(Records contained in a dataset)
------------------------------------------------------------

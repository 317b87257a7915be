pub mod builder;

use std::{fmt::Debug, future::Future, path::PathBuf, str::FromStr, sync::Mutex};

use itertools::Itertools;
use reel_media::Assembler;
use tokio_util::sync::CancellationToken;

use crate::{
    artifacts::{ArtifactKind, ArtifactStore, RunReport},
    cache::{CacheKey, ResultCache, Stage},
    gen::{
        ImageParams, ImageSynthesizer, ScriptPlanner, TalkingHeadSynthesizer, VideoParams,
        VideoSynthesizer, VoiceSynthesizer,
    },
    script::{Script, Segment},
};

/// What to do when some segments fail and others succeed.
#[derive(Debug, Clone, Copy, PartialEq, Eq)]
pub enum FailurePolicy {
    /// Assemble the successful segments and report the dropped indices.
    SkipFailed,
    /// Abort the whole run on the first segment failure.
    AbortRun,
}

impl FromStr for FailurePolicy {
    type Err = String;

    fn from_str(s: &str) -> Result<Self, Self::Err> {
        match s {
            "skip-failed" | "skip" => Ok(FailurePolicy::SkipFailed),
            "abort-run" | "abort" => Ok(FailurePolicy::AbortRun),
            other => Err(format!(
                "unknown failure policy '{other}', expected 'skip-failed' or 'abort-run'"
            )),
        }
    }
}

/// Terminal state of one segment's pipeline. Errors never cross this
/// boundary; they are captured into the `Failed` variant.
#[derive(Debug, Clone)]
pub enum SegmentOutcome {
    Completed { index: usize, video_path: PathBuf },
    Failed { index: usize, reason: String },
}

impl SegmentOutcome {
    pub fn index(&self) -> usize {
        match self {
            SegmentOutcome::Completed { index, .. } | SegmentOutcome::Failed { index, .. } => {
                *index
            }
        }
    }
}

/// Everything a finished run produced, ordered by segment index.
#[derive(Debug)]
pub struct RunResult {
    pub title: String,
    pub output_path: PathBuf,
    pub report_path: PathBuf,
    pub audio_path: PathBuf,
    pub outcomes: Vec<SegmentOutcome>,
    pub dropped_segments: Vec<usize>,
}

------------------------------------------------------------

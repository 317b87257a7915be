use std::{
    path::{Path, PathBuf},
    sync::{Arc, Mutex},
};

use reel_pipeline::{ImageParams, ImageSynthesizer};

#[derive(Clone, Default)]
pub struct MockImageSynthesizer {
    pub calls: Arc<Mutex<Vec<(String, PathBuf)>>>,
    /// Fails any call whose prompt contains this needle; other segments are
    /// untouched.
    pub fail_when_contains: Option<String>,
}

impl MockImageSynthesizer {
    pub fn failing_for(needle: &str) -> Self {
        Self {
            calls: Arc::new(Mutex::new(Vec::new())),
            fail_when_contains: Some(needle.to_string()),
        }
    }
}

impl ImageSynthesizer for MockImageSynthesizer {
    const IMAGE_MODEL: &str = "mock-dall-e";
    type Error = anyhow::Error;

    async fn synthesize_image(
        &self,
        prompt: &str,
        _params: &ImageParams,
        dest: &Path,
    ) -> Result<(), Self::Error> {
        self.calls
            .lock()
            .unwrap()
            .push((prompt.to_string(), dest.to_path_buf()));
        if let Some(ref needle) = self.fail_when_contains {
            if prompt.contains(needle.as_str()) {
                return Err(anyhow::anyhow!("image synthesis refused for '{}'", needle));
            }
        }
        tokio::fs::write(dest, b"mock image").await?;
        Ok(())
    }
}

------------------------------------------------------------

--- What is required ---
From the records above, copy every line that includes the word "this".

--- Expected answer ---
/// Terminal state of one segment's pipeline. Errors never cross this
    /// Fails any call whose prompt contains this needle; other segments are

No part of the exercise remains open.